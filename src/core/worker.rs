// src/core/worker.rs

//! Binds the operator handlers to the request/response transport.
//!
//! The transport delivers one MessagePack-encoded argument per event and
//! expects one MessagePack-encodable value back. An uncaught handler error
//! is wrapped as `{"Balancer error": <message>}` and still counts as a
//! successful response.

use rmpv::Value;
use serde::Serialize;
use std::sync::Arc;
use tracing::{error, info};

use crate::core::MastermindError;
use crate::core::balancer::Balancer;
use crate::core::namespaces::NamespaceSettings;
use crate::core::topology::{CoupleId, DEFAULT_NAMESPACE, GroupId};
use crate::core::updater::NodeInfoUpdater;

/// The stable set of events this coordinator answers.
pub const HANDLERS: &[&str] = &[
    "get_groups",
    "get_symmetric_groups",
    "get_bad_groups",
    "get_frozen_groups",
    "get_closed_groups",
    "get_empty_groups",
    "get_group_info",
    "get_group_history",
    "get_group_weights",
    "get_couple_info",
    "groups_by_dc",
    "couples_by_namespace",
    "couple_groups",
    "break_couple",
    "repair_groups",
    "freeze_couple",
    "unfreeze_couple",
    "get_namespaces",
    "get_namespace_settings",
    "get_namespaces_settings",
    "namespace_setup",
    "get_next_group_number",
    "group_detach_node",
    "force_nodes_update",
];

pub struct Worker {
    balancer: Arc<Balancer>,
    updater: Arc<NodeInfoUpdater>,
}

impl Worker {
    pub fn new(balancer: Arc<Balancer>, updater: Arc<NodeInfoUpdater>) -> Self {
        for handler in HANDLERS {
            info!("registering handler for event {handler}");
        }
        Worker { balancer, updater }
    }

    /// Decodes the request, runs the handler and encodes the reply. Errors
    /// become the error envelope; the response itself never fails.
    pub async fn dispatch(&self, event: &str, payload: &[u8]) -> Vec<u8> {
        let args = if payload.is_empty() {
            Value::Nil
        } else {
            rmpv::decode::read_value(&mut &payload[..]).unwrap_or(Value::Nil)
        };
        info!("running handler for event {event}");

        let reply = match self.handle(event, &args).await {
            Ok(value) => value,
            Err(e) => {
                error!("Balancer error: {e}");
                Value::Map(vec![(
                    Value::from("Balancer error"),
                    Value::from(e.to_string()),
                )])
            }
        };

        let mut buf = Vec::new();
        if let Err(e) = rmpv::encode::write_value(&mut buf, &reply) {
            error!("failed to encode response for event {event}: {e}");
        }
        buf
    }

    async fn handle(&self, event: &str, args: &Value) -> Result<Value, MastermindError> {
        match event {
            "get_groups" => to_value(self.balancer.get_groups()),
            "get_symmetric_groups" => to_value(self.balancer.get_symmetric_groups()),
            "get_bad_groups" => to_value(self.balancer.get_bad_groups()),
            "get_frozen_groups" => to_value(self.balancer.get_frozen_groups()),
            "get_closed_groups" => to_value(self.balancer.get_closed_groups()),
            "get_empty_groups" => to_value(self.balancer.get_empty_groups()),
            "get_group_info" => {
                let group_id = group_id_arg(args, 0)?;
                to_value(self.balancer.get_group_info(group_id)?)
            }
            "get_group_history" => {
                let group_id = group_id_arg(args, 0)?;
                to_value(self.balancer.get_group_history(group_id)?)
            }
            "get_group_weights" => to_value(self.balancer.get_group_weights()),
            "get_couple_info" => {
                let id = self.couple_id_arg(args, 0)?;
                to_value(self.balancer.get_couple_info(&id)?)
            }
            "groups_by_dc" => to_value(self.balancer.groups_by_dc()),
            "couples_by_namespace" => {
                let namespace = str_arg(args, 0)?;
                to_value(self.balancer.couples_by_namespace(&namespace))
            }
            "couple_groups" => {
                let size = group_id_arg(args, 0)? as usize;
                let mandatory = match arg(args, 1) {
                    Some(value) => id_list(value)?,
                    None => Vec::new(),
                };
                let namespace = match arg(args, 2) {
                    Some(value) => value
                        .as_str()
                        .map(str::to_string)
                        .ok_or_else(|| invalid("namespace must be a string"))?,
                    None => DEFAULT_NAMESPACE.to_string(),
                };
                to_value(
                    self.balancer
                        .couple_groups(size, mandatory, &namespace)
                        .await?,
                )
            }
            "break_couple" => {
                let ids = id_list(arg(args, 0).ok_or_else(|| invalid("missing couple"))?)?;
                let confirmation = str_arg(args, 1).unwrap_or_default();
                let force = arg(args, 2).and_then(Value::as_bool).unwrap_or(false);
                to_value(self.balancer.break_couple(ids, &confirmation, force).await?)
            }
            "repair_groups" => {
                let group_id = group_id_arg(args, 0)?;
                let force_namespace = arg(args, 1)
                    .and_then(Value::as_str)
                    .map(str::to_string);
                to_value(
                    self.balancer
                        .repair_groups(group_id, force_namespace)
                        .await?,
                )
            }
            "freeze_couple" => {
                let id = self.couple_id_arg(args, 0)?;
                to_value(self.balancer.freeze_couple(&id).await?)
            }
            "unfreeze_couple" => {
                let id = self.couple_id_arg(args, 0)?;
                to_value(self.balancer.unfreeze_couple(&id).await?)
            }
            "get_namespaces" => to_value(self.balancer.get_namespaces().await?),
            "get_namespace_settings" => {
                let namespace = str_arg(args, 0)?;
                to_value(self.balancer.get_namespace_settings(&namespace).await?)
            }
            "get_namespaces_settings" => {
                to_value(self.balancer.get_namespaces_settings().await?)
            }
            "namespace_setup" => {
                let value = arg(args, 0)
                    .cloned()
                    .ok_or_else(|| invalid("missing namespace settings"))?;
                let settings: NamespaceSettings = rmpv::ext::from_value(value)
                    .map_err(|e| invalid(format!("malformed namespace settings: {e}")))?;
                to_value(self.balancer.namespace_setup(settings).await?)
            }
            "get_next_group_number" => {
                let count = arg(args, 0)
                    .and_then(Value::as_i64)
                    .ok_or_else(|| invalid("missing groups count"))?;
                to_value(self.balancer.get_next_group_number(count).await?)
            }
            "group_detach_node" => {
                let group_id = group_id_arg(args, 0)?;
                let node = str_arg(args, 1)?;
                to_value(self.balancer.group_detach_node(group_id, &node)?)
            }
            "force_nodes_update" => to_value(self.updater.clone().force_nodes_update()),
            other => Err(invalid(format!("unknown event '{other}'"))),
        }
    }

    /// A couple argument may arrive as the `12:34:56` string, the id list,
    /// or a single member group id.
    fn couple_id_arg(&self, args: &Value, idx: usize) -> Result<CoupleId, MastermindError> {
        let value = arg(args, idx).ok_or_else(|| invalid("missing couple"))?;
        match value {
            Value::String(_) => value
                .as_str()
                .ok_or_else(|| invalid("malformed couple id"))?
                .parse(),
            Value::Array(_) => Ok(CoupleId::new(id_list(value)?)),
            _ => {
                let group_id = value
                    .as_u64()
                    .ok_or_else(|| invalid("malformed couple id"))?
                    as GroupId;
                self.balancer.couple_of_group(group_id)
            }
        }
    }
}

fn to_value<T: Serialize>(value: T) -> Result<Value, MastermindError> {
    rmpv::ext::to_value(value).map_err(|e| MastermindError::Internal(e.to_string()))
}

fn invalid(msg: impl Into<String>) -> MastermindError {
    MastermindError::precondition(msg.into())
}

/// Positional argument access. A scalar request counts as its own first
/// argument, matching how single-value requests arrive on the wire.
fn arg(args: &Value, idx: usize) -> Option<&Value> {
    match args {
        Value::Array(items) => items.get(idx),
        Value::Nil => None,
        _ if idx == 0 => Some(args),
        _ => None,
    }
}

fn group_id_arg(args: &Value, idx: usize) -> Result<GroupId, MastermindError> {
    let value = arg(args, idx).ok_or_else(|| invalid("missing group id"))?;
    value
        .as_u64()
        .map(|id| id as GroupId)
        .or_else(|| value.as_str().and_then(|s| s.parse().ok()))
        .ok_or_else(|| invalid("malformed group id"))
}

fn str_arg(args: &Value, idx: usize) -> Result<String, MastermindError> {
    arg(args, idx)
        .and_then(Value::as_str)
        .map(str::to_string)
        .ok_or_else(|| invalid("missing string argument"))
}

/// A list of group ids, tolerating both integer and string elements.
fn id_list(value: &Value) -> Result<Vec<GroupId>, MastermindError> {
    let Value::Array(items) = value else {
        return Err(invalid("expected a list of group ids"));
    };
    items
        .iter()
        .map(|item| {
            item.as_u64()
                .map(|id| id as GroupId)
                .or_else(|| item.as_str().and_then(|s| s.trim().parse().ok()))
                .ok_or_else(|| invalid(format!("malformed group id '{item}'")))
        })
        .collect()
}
__________________________________________________
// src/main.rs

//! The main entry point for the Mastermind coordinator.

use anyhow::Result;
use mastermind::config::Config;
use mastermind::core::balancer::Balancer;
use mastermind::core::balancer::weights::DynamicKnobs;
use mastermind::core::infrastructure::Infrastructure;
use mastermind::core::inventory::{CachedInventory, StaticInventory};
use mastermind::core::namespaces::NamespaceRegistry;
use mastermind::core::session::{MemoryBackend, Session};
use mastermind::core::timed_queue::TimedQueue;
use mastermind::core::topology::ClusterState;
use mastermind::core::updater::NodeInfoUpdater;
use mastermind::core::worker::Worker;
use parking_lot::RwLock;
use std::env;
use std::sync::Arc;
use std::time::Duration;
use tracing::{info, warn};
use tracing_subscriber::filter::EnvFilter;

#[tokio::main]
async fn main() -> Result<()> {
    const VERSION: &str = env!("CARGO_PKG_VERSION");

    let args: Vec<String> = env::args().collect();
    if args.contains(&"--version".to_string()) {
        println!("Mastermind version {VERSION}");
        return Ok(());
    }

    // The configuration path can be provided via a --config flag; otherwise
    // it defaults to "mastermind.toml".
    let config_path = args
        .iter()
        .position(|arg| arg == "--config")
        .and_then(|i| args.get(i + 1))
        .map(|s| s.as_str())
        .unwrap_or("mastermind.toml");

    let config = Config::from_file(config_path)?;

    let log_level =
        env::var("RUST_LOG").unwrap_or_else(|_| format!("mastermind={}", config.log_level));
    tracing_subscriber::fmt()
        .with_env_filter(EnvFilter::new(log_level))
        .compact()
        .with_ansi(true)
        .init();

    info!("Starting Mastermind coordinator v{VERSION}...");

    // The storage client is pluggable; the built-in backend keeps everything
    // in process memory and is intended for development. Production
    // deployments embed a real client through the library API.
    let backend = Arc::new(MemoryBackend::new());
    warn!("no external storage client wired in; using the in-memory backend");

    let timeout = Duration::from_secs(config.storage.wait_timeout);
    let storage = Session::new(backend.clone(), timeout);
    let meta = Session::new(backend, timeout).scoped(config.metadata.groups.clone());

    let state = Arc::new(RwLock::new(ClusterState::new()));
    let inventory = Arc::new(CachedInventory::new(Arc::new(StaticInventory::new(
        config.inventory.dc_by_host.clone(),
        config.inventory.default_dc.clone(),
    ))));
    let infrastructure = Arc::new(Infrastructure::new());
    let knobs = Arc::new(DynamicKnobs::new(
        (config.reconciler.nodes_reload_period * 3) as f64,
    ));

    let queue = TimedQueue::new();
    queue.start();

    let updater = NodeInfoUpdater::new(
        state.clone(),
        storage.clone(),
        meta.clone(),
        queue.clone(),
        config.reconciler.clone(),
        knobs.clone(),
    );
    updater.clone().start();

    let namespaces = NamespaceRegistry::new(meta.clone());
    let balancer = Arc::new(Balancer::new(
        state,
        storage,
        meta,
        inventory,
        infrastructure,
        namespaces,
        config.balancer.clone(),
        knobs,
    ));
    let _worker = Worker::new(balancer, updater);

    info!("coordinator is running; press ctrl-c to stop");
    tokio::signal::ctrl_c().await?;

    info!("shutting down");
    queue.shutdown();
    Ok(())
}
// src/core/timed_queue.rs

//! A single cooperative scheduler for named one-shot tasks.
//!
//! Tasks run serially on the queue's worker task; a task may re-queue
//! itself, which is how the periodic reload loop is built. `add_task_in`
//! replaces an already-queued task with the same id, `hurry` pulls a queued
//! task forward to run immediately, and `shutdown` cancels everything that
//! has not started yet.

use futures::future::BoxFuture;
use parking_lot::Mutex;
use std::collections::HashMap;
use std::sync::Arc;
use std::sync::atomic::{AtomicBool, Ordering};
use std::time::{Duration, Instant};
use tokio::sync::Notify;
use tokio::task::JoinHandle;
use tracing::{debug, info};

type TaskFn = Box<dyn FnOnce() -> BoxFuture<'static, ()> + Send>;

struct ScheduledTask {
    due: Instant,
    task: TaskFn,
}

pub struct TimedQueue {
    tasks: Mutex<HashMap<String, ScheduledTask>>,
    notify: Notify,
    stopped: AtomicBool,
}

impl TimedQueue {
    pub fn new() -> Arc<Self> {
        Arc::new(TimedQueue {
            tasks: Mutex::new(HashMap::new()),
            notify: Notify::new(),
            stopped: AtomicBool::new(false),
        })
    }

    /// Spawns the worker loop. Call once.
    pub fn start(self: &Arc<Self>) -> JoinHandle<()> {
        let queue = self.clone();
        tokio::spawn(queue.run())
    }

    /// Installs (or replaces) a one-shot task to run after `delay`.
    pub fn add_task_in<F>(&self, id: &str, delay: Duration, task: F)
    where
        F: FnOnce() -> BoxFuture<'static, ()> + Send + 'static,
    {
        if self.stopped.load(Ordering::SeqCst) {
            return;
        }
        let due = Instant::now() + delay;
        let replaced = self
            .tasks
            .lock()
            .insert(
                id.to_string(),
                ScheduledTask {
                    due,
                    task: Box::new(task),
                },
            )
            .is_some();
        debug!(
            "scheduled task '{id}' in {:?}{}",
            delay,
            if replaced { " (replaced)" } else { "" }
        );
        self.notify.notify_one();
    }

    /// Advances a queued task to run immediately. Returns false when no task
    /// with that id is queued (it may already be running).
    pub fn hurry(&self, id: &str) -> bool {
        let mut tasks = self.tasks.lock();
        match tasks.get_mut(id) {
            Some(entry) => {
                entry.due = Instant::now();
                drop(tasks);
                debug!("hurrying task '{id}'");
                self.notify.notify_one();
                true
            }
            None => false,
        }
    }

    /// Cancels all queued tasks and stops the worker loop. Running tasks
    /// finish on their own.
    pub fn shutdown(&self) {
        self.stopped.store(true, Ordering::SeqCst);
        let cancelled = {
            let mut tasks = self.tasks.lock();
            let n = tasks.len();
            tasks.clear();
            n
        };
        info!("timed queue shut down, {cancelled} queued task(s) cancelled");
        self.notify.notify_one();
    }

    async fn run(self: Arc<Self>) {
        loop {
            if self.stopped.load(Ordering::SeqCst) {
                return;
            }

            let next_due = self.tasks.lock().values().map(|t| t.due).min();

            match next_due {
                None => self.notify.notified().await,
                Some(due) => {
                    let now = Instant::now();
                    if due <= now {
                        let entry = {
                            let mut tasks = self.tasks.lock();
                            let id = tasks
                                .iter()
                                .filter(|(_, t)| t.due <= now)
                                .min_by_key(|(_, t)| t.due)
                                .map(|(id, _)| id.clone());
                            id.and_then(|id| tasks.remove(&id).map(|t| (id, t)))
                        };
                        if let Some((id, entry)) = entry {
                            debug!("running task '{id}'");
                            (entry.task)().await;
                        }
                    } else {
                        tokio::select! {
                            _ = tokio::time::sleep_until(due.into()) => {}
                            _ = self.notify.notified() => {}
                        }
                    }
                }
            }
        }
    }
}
__________________________________________________
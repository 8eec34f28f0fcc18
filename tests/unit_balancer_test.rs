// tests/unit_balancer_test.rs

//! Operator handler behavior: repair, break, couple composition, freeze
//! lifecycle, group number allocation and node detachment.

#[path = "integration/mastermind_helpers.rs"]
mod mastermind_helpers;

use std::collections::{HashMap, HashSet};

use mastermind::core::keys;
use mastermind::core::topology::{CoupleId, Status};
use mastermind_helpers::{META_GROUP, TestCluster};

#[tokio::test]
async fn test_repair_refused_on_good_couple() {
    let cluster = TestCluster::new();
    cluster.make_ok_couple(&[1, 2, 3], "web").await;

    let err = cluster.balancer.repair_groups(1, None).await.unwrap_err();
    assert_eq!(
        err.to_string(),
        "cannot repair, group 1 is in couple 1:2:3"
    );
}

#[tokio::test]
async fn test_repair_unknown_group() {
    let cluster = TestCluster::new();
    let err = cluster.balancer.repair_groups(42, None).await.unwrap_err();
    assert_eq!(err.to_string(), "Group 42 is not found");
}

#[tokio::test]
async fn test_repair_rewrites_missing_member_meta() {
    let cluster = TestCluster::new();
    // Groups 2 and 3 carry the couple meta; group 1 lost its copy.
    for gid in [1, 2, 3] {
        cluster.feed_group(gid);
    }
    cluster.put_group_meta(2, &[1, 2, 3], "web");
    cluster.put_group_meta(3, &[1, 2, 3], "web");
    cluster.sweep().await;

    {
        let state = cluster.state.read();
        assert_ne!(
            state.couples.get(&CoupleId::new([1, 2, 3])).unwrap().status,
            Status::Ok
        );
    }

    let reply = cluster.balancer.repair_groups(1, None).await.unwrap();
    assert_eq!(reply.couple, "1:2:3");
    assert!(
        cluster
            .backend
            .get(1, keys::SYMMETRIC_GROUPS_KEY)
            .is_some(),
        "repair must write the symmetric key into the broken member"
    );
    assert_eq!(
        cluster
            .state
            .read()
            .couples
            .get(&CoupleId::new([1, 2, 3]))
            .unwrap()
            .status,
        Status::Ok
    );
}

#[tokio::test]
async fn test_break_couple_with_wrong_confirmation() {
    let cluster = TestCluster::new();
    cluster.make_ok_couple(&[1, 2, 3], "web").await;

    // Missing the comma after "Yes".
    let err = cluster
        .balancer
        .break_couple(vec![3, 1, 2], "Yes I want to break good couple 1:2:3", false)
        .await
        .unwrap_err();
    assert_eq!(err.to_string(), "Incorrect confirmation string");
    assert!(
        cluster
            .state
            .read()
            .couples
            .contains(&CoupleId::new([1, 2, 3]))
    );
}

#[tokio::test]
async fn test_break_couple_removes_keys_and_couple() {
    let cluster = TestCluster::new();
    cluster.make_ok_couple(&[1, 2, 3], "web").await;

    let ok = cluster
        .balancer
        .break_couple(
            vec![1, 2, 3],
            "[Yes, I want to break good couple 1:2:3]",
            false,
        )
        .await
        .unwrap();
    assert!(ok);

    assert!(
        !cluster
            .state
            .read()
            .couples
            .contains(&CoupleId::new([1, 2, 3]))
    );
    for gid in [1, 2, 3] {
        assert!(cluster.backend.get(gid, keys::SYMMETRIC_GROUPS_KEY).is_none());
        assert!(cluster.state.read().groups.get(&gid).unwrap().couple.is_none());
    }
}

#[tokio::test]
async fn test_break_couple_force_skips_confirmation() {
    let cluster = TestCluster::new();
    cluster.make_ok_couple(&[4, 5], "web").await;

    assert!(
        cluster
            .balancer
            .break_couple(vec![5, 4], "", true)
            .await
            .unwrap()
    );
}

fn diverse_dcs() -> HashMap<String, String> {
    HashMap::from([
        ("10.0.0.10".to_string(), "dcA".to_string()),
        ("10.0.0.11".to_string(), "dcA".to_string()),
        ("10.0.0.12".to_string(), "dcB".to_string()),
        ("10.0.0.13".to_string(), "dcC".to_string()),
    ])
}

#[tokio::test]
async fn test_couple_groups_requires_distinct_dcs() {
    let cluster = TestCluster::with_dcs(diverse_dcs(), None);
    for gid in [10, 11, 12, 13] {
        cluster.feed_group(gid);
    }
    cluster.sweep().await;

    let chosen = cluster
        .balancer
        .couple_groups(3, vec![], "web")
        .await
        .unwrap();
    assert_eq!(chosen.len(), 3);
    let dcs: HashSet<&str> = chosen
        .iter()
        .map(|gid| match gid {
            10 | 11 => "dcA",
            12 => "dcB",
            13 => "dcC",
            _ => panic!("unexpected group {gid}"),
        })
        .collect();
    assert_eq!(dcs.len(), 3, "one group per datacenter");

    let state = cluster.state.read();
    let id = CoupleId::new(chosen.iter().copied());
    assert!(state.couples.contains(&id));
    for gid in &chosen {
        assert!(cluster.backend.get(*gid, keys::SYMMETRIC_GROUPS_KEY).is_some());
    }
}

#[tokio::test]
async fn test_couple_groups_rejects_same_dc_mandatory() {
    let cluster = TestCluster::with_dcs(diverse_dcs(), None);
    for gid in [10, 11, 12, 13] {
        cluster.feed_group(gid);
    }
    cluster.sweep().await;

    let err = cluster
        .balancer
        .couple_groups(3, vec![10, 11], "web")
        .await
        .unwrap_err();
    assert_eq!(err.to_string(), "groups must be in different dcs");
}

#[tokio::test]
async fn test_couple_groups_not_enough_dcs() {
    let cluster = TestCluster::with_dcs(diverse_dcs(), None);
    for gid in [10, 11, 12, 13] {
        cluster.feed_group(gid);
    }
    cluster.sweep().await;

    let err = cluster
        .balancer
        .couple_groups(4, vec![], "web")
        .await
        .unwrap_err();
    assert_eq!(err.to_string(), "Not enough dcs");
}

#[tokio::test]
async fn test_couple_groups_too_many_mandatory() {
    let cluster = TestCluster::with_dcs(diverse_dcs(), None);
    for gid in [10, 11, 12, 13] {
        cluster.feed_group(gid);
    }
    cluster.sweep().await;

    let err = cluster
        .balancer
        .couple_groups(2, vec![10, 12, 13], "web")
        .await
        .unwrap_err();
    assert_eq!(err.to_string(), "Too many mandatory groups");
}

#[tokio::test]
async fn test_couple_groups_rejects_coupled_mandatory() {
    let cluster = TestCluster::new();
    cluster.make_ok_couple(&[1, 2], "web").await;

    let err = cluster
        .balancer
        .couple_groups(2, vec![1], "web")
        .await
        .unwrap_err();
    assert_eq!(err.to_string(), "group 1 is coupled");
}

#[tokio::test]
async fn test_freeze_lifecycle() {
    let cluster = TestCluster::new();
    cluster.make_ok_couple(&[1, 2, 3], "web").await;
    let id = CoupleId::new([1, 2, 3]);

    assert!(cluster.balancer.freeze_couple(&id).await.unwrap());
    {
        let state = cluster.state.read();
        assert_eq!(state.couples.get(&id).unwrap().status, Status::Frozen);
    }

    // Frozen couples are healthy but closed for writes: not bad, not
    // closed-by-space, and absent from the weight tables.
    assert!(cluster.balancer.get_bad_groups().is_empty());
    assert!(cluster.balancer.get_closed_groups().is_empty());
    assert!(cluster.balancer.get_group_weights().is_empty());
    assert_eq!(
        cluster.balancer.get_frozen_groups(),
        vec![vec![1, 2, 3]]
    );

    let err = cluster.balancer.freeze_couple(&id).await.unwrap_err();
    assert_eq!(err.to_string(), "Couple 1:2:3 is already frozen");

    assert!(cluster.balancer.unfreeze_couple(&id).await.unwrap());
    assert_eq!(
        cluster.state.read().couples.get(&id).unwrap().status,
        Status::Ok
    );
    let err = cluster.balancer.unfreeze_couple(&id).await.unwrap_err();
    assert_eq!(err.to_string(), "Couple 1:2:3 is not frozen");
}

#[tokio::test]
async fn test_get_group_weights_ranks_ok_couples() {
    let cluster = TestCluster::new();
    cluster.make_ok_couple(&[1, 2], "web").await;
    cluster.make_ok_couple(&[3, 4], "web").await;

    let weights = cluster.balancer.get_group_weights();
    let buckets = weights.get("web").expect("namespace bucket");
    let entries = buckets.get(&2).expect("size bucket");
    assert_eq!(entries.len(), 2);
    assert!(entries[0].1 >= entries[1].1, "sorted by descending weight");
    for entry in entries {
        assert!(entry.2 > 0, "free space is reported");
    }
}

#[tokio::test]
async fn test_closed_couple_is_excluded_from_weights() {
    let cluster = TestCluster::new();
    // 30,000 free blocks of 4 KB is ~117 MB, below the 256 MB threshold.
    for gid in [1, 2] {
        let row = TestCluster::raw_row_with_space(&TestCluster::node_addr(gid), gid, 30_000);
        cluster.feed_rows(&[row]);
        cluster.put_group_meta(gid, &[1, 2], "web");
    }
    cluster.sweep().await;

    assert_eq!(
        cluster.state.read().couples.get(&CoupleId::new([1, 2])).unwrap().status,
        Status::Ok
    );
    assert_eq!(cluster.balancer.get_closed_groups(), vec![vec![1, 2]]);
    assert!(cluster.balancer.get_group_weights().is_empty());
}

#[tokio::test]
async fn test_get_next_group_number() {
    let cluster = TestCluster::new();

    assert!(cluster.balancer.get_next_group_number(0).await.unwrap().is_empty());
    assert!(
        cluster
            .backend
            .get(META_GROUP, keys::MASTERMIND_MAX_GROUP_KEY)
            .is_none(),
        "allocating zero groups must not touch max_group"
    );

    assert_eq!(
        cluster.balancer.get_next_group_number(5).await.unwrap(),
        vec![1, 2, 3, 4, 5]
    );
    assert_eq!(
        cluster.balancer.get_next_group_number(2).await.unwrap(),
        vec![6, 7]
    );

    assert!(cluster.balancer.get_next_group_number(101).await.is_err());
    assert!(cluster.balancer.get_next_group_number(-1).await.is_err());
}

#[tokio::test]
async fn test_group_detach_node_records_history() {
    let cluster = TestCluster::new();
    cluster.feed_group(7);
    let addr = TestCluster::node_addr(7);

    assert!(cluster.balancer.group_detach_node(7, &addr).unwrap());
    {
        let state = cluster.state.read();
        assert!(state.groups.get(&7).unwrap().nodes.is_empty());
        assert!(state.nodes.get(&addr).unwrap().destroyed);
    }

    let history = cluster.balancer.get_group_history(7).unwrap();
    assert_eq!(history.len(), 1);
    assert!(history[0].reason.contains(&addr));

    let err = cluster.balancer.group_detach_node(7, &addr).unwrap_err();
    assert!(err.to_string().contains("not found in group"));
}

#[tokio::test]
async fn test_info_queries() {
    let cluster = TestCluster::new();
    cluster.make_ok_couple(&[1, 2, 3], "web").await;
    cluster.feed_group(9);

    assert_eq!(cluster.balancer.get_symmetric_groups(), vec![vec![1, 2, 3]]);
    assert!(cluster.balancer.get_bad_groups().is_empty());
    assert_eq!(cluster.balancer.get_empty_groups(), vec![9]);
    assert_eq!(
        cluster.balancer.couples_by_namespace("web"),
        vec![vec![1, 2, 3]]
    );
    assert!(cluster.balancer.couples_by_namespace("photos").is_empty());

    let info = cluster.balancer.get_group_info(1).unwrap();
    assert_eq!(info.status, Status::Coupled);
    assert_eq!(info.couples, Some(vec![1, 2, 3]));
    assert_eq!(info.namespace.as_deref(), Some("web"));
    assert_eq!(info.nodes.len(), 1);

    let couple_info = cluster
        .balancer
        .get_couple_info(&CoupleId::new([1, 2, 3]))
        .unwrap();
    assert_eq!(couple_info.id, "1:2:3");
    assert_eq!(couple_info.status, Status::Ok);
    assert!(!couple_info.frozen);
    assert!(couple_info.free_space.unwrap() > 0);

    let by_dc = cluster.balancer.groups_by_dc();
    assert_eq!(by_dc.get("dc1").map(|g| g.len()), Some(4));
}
__________________________________________________
▶ **TASK OBJECTIVE**: Say how many lines of these records hold the string "const", giving the number and no other words.

▶ **SOLUTION**: 2